Work task -> Among the entries below, how many lines contain the string "EnvFilter"? Only the number, please.

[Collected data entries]
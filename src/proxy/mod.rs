//! Proxy Module
//!
//! Request normalization, route policy, provider adapters and the engine
//! that ties them to the cache and the upstream client.

pub mod engine;
pub mod envelope;
pub mod params;
pub mod provider;
pub mod route;
pub mod stats;
pub mod upstream;


pub use engine::{ProxyEngine, ProxyReply, ReplySource};
pub use envelope::{GiantBombEnvelope, DISABLED_ENVELOPE};
pub use params::{ParamRule, QueryParams};
pub use provider::{derive_cache_key, GiantBomb, NormalizedRequest, Provider, YouTube};
pub use route::{Route, RouteConfig, RouteTable};
pub use stats::{ProxyStats, StatsSnapshot};
pub use upstream::{HttpUpstream, UpstreamClient, UpstreamResponse};
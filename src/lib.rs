//! Cache Proxy - a caching reverse proxy for third-party media APIs
//!
//! Normalizes client queries, injects credentials and serves upstream
//! responses from an in-process TTL cache.

pub mod api;
pub mod cache;
pub mod config;
pub mod error;
pub mod models;
pub mod preferences;
pub mod proxy;

pub use api::{create_router, AppState};
pub use config::Config;
pub use error::{CacheError, ProxyError};
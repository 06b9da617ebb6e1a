//! Read-only views of upstream payloads.
//!
//! These are parsed only to decide a TTL. The bytes that get cached and
//! served are always the originals.

use serde::{Deserialize, Deserializer};

/// Plain success.
pub const STATUS_OK: i64 = 1;

/// Success, but some results are subscriber-only.
pub const STATUS_RESTRICTED_CONTENT: i64 = 105;

/// Status code of the envelope served by disabled routes.
pub const STATUS_PROXY_DISABLED: i64 = -1;

// == Catalog Envelope ==
/// The common header of every media-catalog response.
///
/// Missing fields and explicit `null`s both read as the field's default.
#[derive(Debug, Clone, Default, Deserialize)]
#[serde(default)]
pub struct GiantBombEnvelope {
    #[serde(deserialize_with = "null_as_default")]
    pub status_code: i64,
    #[serde(deserialize_with = "null_as_default")]
    pub error: String,
    #[serde(deserialize_with = "null_as_default")]
    pub message: String,
    #[serde(deserialize_with = "null_as_default")]
    pub limit: i64,
    #[serde(deserialize_with = "null_as_default")]
    pub offset: i64,
    #[serde(deserialize_with = "null_as_default")]
    pub number_of_page_results: i64,
    #[serde(deserialize_with = "null_as_default")]
    pub number_of_total_results: i64,
}

fn null_as_default<'de, D, T>(deserializer: D) -> Result<T, D::Error>
where
    D: Deserializer<'de>,
    T: Default + Deserialize<'de>,
{
    Ok(Option::<T>::deserialize(deserializer)?.unwrap_or_default())
}

impl GiantBombEnvelope {
    pub fn parse(body: &[u8]) -> Result<Self, serde_json::Error> {
        serde_json::from_slice(body)
    }

    pub fn is_success(&self) -> bool {
        matches!(self.status_code, STATUS_OK | STATUS_RESTRICTED_CONTENT)
    }
}

// == Disabled Envelope ==
/// Fixed body served in place of an upstream response when proxying is
/// switched off for a route. Shaped like a catalog envelope so clients can
/// read it the same way.
pub const DISABLED_ENVELOPE: &str = concat!(
    r#"{"status_code":-1,"error":"Proxy disabled","#,
    r#""message":"Requests to this endpoint are temporarily disabled","#,
    r#""limit":0,"offset":0,"number_of_page_results":0,"number_of_total_results":0,"#,
    r#""results":[]}"#
);

#[cfg(test)]
mod tests {
    use super::*;

    #[test]
    fn test_parse_success() {
        let body = br#"{"error":"OK","limit":100,"offset":0,"number_of_page_results":1,
            "number_of_total_results":1,"status_code":1,"results":[{"id":1}]}"#;

        let envelope = GiantBombEnvelope::parse(body).unwrap();
        assert_eq!(envelope.status_code, STATUS_OK);
        assert_eq!(envelope.limit, 100);
        assert!(envelope.is_success());
    }

    #[test]
    fn test_restricted_content_is_success() {
        let envelope = GiantBombEnvelope::parse(br#"{"status_code":105}"#).unwrap();
        assert!(envelope.is_success());
    }

    #[test]
    fn test_error_status() {
        let body = br#"{"status_code":101,"error":"Object Not Found","results":[]}"#;

        let envelope = GiantBombEnvelope::parse(body).unwrap();
        assert_eq!(envelope.error, "Object Not Found");
        assert!(!envelope.is_success());
    }

    #[test]
    fn test_missing_status_is_not_success() {
        let envelope = GiantBombEnvelope::parse(b"{}").unwrap();
        assert_eq!(envelope.status_code, 0);
        assert!(!envelope.is_success());
    }

    #[test]
    fn test_rejects_non_envelopes() {
        assert!(GiantBombEnvelope::parse(b"<html>busy</html>").is_err());
        assert!(GiantBombEnvelope::parse(b"[1,2,3]").is_err());
        assert!(GiantBombEnvelope::parse(br#"{"status_code":"1"}"#).is_err());
        assert!(GiantBombEnvelope::parse(b"").is_err());
    }

    #[test]
    fn test_nulls_read_as_defaults() {
        let body = br#"{"status_code":1,"error":"OK","message":null,"limit":null,
            "offset":null,"number_of_page_results":null,"results":[]}"#;

        let envelope = GiantBombEnvelope::parse(body).unwrap();
        assert!(envelope.is_success());
        assert_eq!(envelope.message, "");
        assert_eq!(envelope.limit, 0);
    }

    #[test]
    fn test_null_status_is_not_success() {
        let envelope = GiantBombEnvelope::parse(br#"{"status_code":null}"#).unwrap();
        assert!(!envelope.is_success());
    }

    #[test]
    fn test_disabled_envelope_shape() {
        let value: serde_json::Value = serde_json::from_str(DISABLED_ENVELOPE).unwrap();

        assert_eq!(value["status_code"], STATUS_PROXY_DISABLED);
        assert_eq!(value["results"], serde_json::json!([]));
        assert!(value["message"].as_str().unwrap().contains("disabled"));

        let envelope = GiantBombEnvelope::parse(DISABLED_ENVELOPE.as_bytes()).unwrap();
        assert_eq!(envelope.status_code, STATUS_PROXY_DISABLED);
        assert!(!envelope.is_success());
    }
}
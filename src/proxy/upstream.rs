//! Outbound HTTP to the upstream APIs.

use std::time::Duration;

use async_trait::async_trait;
use bytes::Bytes;
use url::Url;

use crate::error::{ProxyError, Result};

const USER_AGENT: &str = concat!("cache_proxy/", env!("CARGO_PKG_VERSION"));

/// Status and body of an upstream response.
#[derive(Debug, Clone)]
pub struct UpstreamResponse {
    pub status: u16,
    pub body: Bytes,
}

// == Upstream Client Trait ==
/// Issues a single GET. No retries; failures surface immediately.
#[async_trait]
pub trait UpstreamClient: Send + Sync {
    async fn get(&self, url: &Url) -> Result<UpstreamResponse>;
}

// == HTTP Upstream ==
/// [`UpstreamClient`] backed by reqwest.
#[derive(Debug, Clone)]
pub struct HttpUpstream {
    http: reqwest::Client,
}

impl HttpUpstream {
    pub fn new(timeout: Duration) -> Result<Self> {
        let http = reqwest::Client::builder()
            .user_agent(USER_AGENT)
            .timeout(timeout)
            .gzip(true)
            .build()
            .map_err(|e| ProxyError::Config(format!("failed to build HTTP client: {}", e)))?;

        Ok(Self { http })
    }
}

#[async_trait]
impl UpstreamClient for HttpUpstream {
    async fn get(&self, url: &Url) -> Result<UpstreamResponse> {
        let response = self
            .http
            .get(url.clone())
            .send()
            .await
            .map_err(transport_error)?;

        let status = response.status().as_u16();
        let body = response.bytes().await.map_err(transport_error)?;

        Ok(UpstreamResponse { status, body })
    }
}

// reqwest errors carry the full URL, which includes the api key.
fn transport_error(err: reqwest::Error) -> ProxyError {
    let err = err.without_url();
    if err.is_timeout() {
        ProxyError::UpstreamTransport(format!("timeout: {}", err))
    } else {
        ProxyError::UpstreamTransport(err.to_string())
    }
}
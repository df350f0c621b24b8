use crate::models::Collection;
use rusqlite::{Connection, OptionalExtension};
use serde::de::DeserializeOwned;
use serde::Serialize;
use sha2::{Digest, Sha256};
use std::path::Path;
use std::sync::{Arc, Mutex, MutexGuard};
use thiserror::Error;
use tracing::{debug, warn};

#[derive(Error, Debug)]
pub enum CacheError {
    #[error("Database error: {0}")]
    DbError(#[from] rusqlite::Error),
    #[error("Serialization error: {0}")]
    SerdeError(#[from] serde_json::Error),
    #[error("Cache lock poisoned")]
    Poisoned,
    #[error("Cache task failed: {0}")]
    Task(#[from] tokio::task::JoinError),
}

/// The mirrored body of one collection as it was last saved.
#[derive(Debug, Clone, PartialEq, Eq)]
pub struct Snapshot {
    pub body: String,
    /// Hex SHA-256 of `body`.
    pub digest: String,
    pub saved_at: String,
}

/// Durable key-value mirror of the last successful fetch of each collection.
///
/// Entries are replaced wholesale on save and never expire; a newer save or an
/// explicit clear is the only invalidation.
pub struct CacheMirror {
    conn: Mutex<Connection>,
}

impl CacheMirror {
    pub fn open(path: impl AsRef<Path>) -> Result<Self, CacheError> {
        let conn = Connection::open(path)?;

        conn.pragma_update(None, "journal_mode", "WAL")?;
        conn.pragma_update(None, "synchronous", "NORMAL")?;

        Self::init(conn)
    }

    pub fn in_memory() -> Result<Self, CacheError> {
        Self::init(Connection::open_in_memory()?)
    }

    fn init(conn: Connection) -> Result<Self, CacheError> {
        conn.execute(
            "CREATE TABLE IF NOT EXISTS mirror (
                name TEXT PRIMARY KEY,
                body TEXT NOT NULL,
                digest TEXT NOT NULL,
                saved_at TEXT NOT NULL
            )",
            [],
        )?;

        Ok(CacheMirror {
            conn: Mutex::new(conn),
        })
    }

    /// Runs `op` against the mirror on tokio's blocking pool.
    pub async fn run_blocking<F, R>(mirror: &Arc<CacheMirror>, op: F) -> Result<R, CacheError>
    where
        F: FnOnce(&CacheMirror) -> Result<R, CacheError> + Send + 'static,
        R: Send + 'static,
    {
        let mirror = Arc::clone(mirror);
        tokio::task::spawn_blocking(move || op(&mirror)).await?
    }

    fn conn(&self) -> Result<MutexGuard<'_, Connection>, CacheError> {
        self.conn.lock().map_err(|_| CacheError::Poisoned)
    }

    /// Replaces the mirrored content of `collection` with `records`.
    pub fn save<T: Serialize>(&self, collection: Collection, records: &[T]) -> Result<(), CacheError> {
        let body = serde_json::to_string(records)?;
        let digest = hex::encode(Sha256::digest(body.as_bytes()));
        let now = chrono::Utc::now().to_rfc3339();

        self.conn()?.execute(
            "INSERT OR REPLACE INTO mirror (name, body, digest, saved_at) VALUES (?1, ?2, ?3, ?4)",
            (collection.as_str(), &body, &digest, &now),
        )?;

        debug!(%collection, count = records.len(), "Mirrored collection");
        Ok(())
    }

    /// Mirrored records of `collection`; empty when nothing was saved or the
    /// stored body no longer parses.
    pub fn load<T: DeserializeOwned>(&self, collection: Collection) -> Vec<T> {
        let snapshot = match self.snapshot(collection) {
            Ok(Some(snapshot)) => snapshot,
            Ok(None) => return Vec::new(),
            Err(e) => {
                warn!(%collection, error = %e, "Failed to read mirror");
                return Vec::new();
            }
        };

        serde_json::from_str(&snapshot.body).unwrap_or_else(|e| {
            warn!(%collection, error = %e, "Discarding corrupt mirror entry");
            Vec::new()
        })
    }

    pub fn snapshot(&self, collection: Collection) -> Result<Option<Snapshot>, CacheError> {
        let snapshot = self
            .conn()?
            .query_row(
                "SELECT body, digest, saved_at FROM mirror WHERE name = ?1",
                [collection.as_str()],
                |row| {
                    Ok(Snapshot {
                        body: row.get(0)?,
                        digest: row.get(1)?,
                        saved_at: row.get(2)?,
                    })
                },
            )
            .optional()?;
        Ok(snapshot)
    }

    pub fn clear(&self, collection: Collection) -> Result<(), CacheError> {
        self.conn()?
            .execute("DELETE FROM mirror WHERE name = ?1", [collection.as_str()])?;
        Ok(())
    }

    pub fn clear_all(&self) -> Result<(), CacheError> {
        self.conn()?.execute("DELETE FROM mirror", [])?;
        Ok(())
    }
}
#[tokio::main]
async fn main() {
    if let Err(e) = portfolio_lib::run().await {
        eprintln!("portfolio: {e}");
        std::process::exit(1);
    }
}
//! Content service behind a personal portfolio site: project and certificate
//! galleries fed from Firestore and mirrored to SQLite, résumé fallbacks for
//! project detail pages, and the contact form relay.
pub mod about;
pub mod catalog;
pub mod config;
pub mod contact;
pub mod database;
pub mod detail;
pub mod error;
pub mod gallery;
pub mod models;
pub mod profile;
pub mod server;
pub mod state;
pub mod store;
pub mod typing;

#[cfg(test)]
pub(crate) mod testing;

use tracing::info;
use tracing_subscriber::{fmt, EnvFilter};

pub async fn run() -> Result<(), server::ServerError> {
    fmt().with_env_filter(EnvFilter::from_default_env()).init();

    let config = config::Config::load()?;
    info!(project = %config.firestore_project, cache = ?config.cache_path, "Initializing state...");
    let app_state = state::AppState::from_config(&config)?;

    let app = server::router(app_state, &config.static_dir);
    server::serve(app, config.socket_addr()).await
}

Exercise result -> 2